Mid-morning. There is little to say or do except shake hands and say you are welcome and would you like tea. Three young Eritreans from the Green Hotel. An occasional word is said but mainly the three sit silently around the table in the Calais Catholic Worker house. Gebre, sitting between his two friends, has just learned his mother has died. Deaths and sadness roll into the leaden silence. A fifteen year old Afghan boy, Abdullah, has been killed on the motorway trying to get to the UK and join his brother. Days later, Biniam, an Eritrean name meaning “Lucky Son”, met the same tragic fate.
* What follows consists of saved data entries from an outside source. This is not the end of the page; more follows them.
/// The mutated head on the wire is the plain CONNECT plus the inserted bytes
#[tokio::test]
async fn test_algeneva_head_differs_by_insertion() {
    let listener = TcpListener::bind("127.0.0.1:0").await.unwrap();
    let server = listener.local_addr().unwrap();
    let capture = tokio::spawn(async move {
        let (mut socket, _) = listener.accept().await.unwrap();
        let head = read_head(&mut socket).await.unwrap();
        socket.write_all(b"HTTP/1.1 200 OK\r\n\r\n").await.unwrap();
        head
    });

    let strategy: Strategy = "[HTTP:method:*]-insert{%0A:end:value:4}-|".parse().unwrap();
    let dialer = AlgenevaDialer::new(Arc::new(TcpDialer::default()), server.to_string(), strategy);
    let _conn = dialer.dial_stream("example.com:443").await.unwrap();

    let mutated = capture.await.unwrap();
    let plain = Request::connect("example.com:443").to_bytes();
    let at = "CONNECT".len();
    assert_eq!(mutated.len(), plain.len() + 4);
    assert_eq!(&mutated[..at], &plain[..at]);
    assert_eq!(&mutated[at..at + 4], b"\n\n\n\n");
    assert_eq!(&mutated[at + 4..], &plain[at..]);

    let recovered = Normalizer::new().normalize(&mutated).unwrap();
    assert_eq!(recovered.method, "CONNECT");
    assert_eq!(recovered.target(), Some("example.com:443"));
    assert_eq!(recovered.header("host"), Some("example.com:443"));
}

/// Unknown protocols fail at the protocol stage
#[test]
fn test_unknown_protocol_rejected() {
    let err = Registry::with_defaults()
        .build_chain(&proxy_config("127.0.0.1:1".parse().unwrap(), "wireguard", HashMap::new()))
        .unwrap_err();
    assert!(err.to_string().contains("protocol"));
}
/// Capacity of the command channel shared by all streams of a session
const COMMAND_CAPACITY: usize = 256;

/// Capacity of the reader-to-driver frame channel
const FRAME_CAPACITY: usize = 256;

/// Missed keepalive intervals before the session is considered dead
const KEEPALIVE_MISSES: u32 = 3;

struct SessionShared {
    closed: AtomicBool,
    active: AtomicUsize,
    next_id: AtomicU32,
}

/// Handle to a multiplexed session
#[derive(Clone)]
pub struct Session {
    cmd_tx: mpsc::Sender<Command>,
    shared: Arc<SessionShared>,
    config: MuxConfig,
    cancel: CancellationToken,
}

/// Streams opened by the peer
pub struct Incoming {
    rx: mpsc::Receiver<MuxStream>,
}

impl Incoming {
    /// Wait for the next stream; `None` once the session is gone
    pub async fn accept(&mut self) -> Option<MuxStream> {
        self.rx.recv().await
    }
}

impl Session {
    /// Start the client side: streams opened here get odd ids
    pub fn client(conn: BoxConn, config: MuxConfig) -> Self {
        let (session, _) = Self::start(conn, config, true);
        session
    }

    /// Start the server side: accepts streams opened by the client
    pub fn server(conn: BoxConn, config: MuxConfig) -> (Self, Incoming) {
        let (session, rx) = Self::start(conn, config, false);
        (session, Incoming { rx })
    }

    fn start(conn: BoxConn, config: MuxConfig, is_client: bool) -> (Self, mpsc::Receiver<MuxStream>) {
        let (cmd_tx, cmd_rx) = mpsc::channel(COMMAND_CAPACITY);
        let (frame_tx, frame_rx) = mpsc::channel(FRAME_CAPACITY);
        let (incoming_tx, incoming_rx) = mpsc::channel(config.max_streams.clamp(1, COMMAND_CAPACITY));
        let cancel = CancellationToken::new();

        let shared = Arc::new(SessionShared {
            closed: AtomicBool::new(false),
            active: AtomicUsize::new(0),
            // Odd for client, even for server
            next_id: AtomicU32::new(if is_client { 1 } else { 2 }),
        });

        let (reader, writer) = tokio::io::split(conn);
        tokio::spawn(read_frames(reader, frame_tx, cancel.clone()));

        let driver = Driver {
            writer,
            streams: HashMap::new(),
            cmd_tx: cmd_tx.downgrade(),
            cmd_rx,
            frame_rx,
            incoming_tx,
            shared: shared.clone(),
            config: config.clone(),
            is_client,
            cancel: cancel.clone(),
            last_rx: Instant::now(),
        };
        tokio::spawn(driver.run());

        (
            Self {
                cmd_tx,
                shared,
                config,
                cancel,
            },
            incoming_rx,
        )
    }

    /// Open a new stream towards `destination`
    pub async fn open_stream(&self, destination: &str) -> Result<MuxStream, MuxError> {
        if self.is_closed() {
            return Err(MuxError::SessionClosed);
        }

        let previous = self.shared.active.fetch_add(1, Ordering::AcqRel);
        if previous >= self.config.max_streams {
            self.shared.active.fetch_sub(1, Ordering::AcqRel);
            return Err(MuxError::TooManyStreams(self.config.max_streams));
        }

        let id = self.shared.next_id.fetch_add(2, Ordering::AcqRel);
        if id > MAX_STREAM_ID {
            self.shared.active.fetch_sub(1, Ordering::AcqRel);
            return Err(MuxError::StreamIdsExhausted);
        }

        let (stream, entry) =
            MuxStream::pair(id, destination.to_string(), self.config.window_size, &self.cmd_tx);

        if self.cmd_tx.send(Command::Open { entry }).await.is_err() {
            self.shared.active.fetch_sub(1, Ordering::AcqRel);
            return Err(MuxError::SessionClosed);
        }

        trace!("mux: opened stream {} to {}", id, destination);
        Ok(stream)
    }

    /// Check if the session has shut down
    pub fn is_closed(&self) -> bool {
        self.shared.closed.load(Ordering::Acquire) || self.cancel.is_cancelled()
    }

    /// Number of open streams
    pub fn active_streams(&self) -> usize {
        self.shared.active.load(Ordering::Acquire)
    }

    /// Whether a new stream could be opened right now
    pub fn can_open(&self) -> bool {
        !self.is_closed()
            && !self.ids_exhausted()
            && self.active_streams() < self.config.max_streams
    }

    /// Whether this session will never open another stream
    pub fn ids_exhausted(&self) -> bool {
        self.shared.next_id.load(Ordering::Acquire) > MAX_STREAM_ID
    }

    /// Shut the session down, resetting every stream
    pub fn close(&self) {
        self.cancel.cancel();
    }
}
Midday. The thin spread of pines and winter-bare trees of the Green Hotel offer minimal protection from the horizontal rain squalling relentlessly from the south-west. A huddle of young Eritreans are nursing a fire into life. They have firelighters, dry pine needles and a quantity of firewood, sawn up pallets, delivered by one of the volunteer associations working with refugees in Calais. A boy emerges from sleeping under an igloo of sleeping bags and plastic. A huge smile on his face, he says something and has everyone laughing. His plastic igloo has kept him dry. He gratefully accepts hot tea which he sweetens with two heaped dessert spoons of sugar. Away from the fire, the sound of a hammer driving in nails. Two guys are making a krar, a traditional five-stringed musical instrument. Later someone appears with a bicycle: the brake cables will be the strings.
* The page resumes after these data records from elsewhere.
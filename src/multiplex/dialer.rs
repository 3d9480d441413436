//! Pooled multiplexing dialer

use super::{MuxConfig, MuxError, Session};
use crate::transport::{BoxConn, SharedDialer, StreamDialer, TransportError};
use async_trait::async_trait;
use tokio::sync::Mutex;
use tracing::{debug, info};

/// Address handed to the inner dialer when opening a physical session.
///
/// Layers beneath the multiplexer that connect to a fixed server ignore
/// it; the real destination travels in each stream open frame.
pub const MUX_DESTINATION: &str = "mux.invalid:443";

/// Dialer that carries every dial as a logical stream over a small pool
/// of physical sessions
pub struct MuxDialer {
    inner: SharedDialer,
    config: MuxConfig,
    pool: Mutex<Vec<Session>>,
}

impl MuxDialer {
    /// Wrap an inner dialer
    pub fn new(inner: SharedDialer, config: MuxConfig) -> Result<Self, MuxError> {
        config.validate()?;
        Ok(Self {
            inner,
            config,
            pool: Mutex::new(Vec::new()),
        })
    }

    /// Number of live physical sessions
    pub async fn sessions(&self) -> usize {
        let mut pool = self.pool.lock().await;
        pool.retain(|s| !s.is_closed());
        pool.len()
    }

    /// Pick a session for a new stream, opening a physical connection when
    /// none is usable or the pool has room and every session is busy
    async fn session(&self) -> Result<Session, TransportError> {
        let mut pool = self.pool.lock().await;
        pool.retain(|s| !s.is_closed() && !s.ids_exhausted());

        let best = pool
            .iter()
            .filter(|s| s.can_open())
            .min_by_key(|s| s.active_streams())
            .cloned();

        match best {
            Some(session) if session.active_streams() == 0 || pool.len() >= self.config.pool_size => {
                return Ok(session);
            }
            None if pool.len() >= self.config.pool_size => {
                return Err(MuxError::PoolExhausted(pool.len()).into());
            }
            _ => {}
        }

        let conn = self.inner.dial_stream(MUX_DESTINATION).await?;
        let session = Session::client(conn, self.config.clone());
        pool.push(session.clone());
        info!(
            "[multiplex] opened physical session via {} ({} in pool)",
            self.inner.name(),
            pool.len()
        );
        Ok(session)
    }
}

#[async_trait]
impl StreamDialer for MuxDialer {
    async fn dial_stream(&self, addr: &str) -> Result<BoxConn, TransportError> {
        let session = self.session().await?;
        let stream = session.open_stream(addr).await?;
        debug!("[multiplex] stream {} to {}", stream.id(), addr);
        Ok(Box::new(stream))
    }

    fn name(&self) -> &'static str {
        "multiplex"
    }

    fn rewrites_http(&self) -> bool {
        self.inner.rewrites_http()
    }
}

#[cfg(test)]
mod tests {
    use super::*;
    use crate::transport::PlainConn;
    use parking_lot::Mutex as SyncMutex;
    use std::sync::Arc;
    use tokio::io::{AsyncReadExt, AsyncWriteExt};

    /// Inner dialer backed by in-memory pipes; records every address dialed
    /// and serves the far end as a mux server echoing each stream
    #[derive(Default)]
    struct PipeDialer {
        dialed: SyncMutex<Vec<String>>,
    }

    #[async_trait]
    impl StreamDialer for PipeDialer {
        async fn dial_stream(&self, addr: &str) -> Result<BoxConn, TransportError> {
            self.dialed.lock().push(addr.to_string());
            let (a, b) = tokio::io::duplex(64 * 1024);
            tokio::spawn(async move {
                let (_session, mut incoming) =
                    Session::server(Box::new(PlainConn::new(b)), MuxConfig::default());
                while let Some(mut stream) = incoming.accept().await {
                    tokio::spawn(async move {
                        let dest = stream.destination().to_string();
                        stream.write_all(dest.as_bytes()).await.ok();
                        stream.shutdown().await.ok();
                    });
                }
            });
            Ok(Box::new(PlainConn::new(a)))
        }

        fn name(&self) -> &'static str {
            "pipe"
        }
    }

    #[tokio::test]
    async fn test_streams_share_one_session() {
        let inner = Arc::new(PipeDialer::default());
        let dialer = MuxDialer::new(inner.clone(), MuxConfig::default()).unwrap();

        let mut first = dialer.dial_stream("one.example:443").await.unwrap();
        let mut second = dialer.dial_stream("two.example:80").await.unwrap();

        let mut buf = Vec::new();
        first.read_to_end(&mut buf).await.unwrap();
        assert_eq!(buf, b"one.example:443");
        buf.clear();
        second.read_to_end(&mut buf).await.unwrap();
        assert_eq!(buf, b"two.example:80");

        assert_eq!(*inner.dialed.lock(), vec![MUX_DESTINATION.to_string()]);
        assert_eq!(dialer.sessions().await, 1);
    }

    #[tokio::test]
    async fn test_pool_grows_then_exhausts() {
        let inner = Arc::new(PipeDialer::default());
        let config = MuxConfig {
            pool_size: 2,
            max_streams: 1,
            ..MuxConfig::default()
        };
        let dialer = MuxDialer::new(inner.clone(), config).unwrap();

        let _a = dialer.dial_stream("a.example:443").await.unwrap();
        let _b = dialer.dial_stream("b.example:443").await.unwrap();
        assert_eq!(inner.dialed.lock().len(), 2);

        match dialer.dial_stream("c.example:443").await {
            Err(TransportError::Protocol { layer, .. }) => assert_eq!(layer, "multiplex"),
            other => panic!("expected pool exhaustion, got {:?}", other.map(|_| ())),
        }
    }

    #[test]
    fn test_rejects_empty_pool() {
        let config = MuxConfig {
            pool_size: 0,
            ..MuxConfig::default()
        };
        assert!(MuxDialer::new(Arc::new(PipeDialer::default()), config).is_err());
    }
}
Towards midday, people start to filter towards the “Church” for Sunday worship. “The Church”, a room-sized area bounded by a low wooden wall, once, perhaps, a safe play space for children, has no protection from the driving rain. The diakon (Eritrean Orthodox deacon) is struggling to light a candle. Others gather round him to provide shelter but the elements defeat them. We sit waiting on the peripheral wooden wall. Called to prayer by the daikon on the dot of midday, we form into standing rows and worship begins. Beneath the shrill whine of the wind and the flapping of the thin plastic ponchos worn by some of the worshippers, and the sound of the traffic on Autoroute 216, there is deep focus amongst the worshippers and a profound stillness. An hour into the worship, the daikon goes through an elaborate ritual of blessing water in a plastic bottle and then walks along the rows of worshippers sprinkling each of us with the holy water. We end prostrate on our knees, in deep reverential silence, our foreheads pressed to the sodden ground.
Mid-afternoon, the doorbell rings once again. Three guys and a young woman stand on the pavement outside the front door. I know them from the Green Hotel. “Charge, charge” says one of them. They need to charge their phones. Jamila, the young woman, has been tear gassed by the CRS. She asks for a shower. Another of the guys points to his head: “Panadol?” he asks. His head aches badly. He tells me he is so tired. I fetch him two paracetemol. Within moments, his head on his arms on the table, he’s asleep, exhausted. His friends, quietly sipping their tea, stare silently at the screens of their charging phones. Safety and respite for now; later, they will return to the raw cold and sleeplessness of the Green Hotel. Before they leave, one of them, Dawit, shows me what he has written: “Life is wrong, Life is walking. I hope, good always in my heart. Seven times down, number eight up. Life is a struggle, I will be successful. I pray to God to save me. I will win as God is with me. At last my life will be peaceful.”
*The Green Hotel is a sparsely wooded area on the fringes of Calais, home for some 100 Eritrean refugees hoping to get to the UK.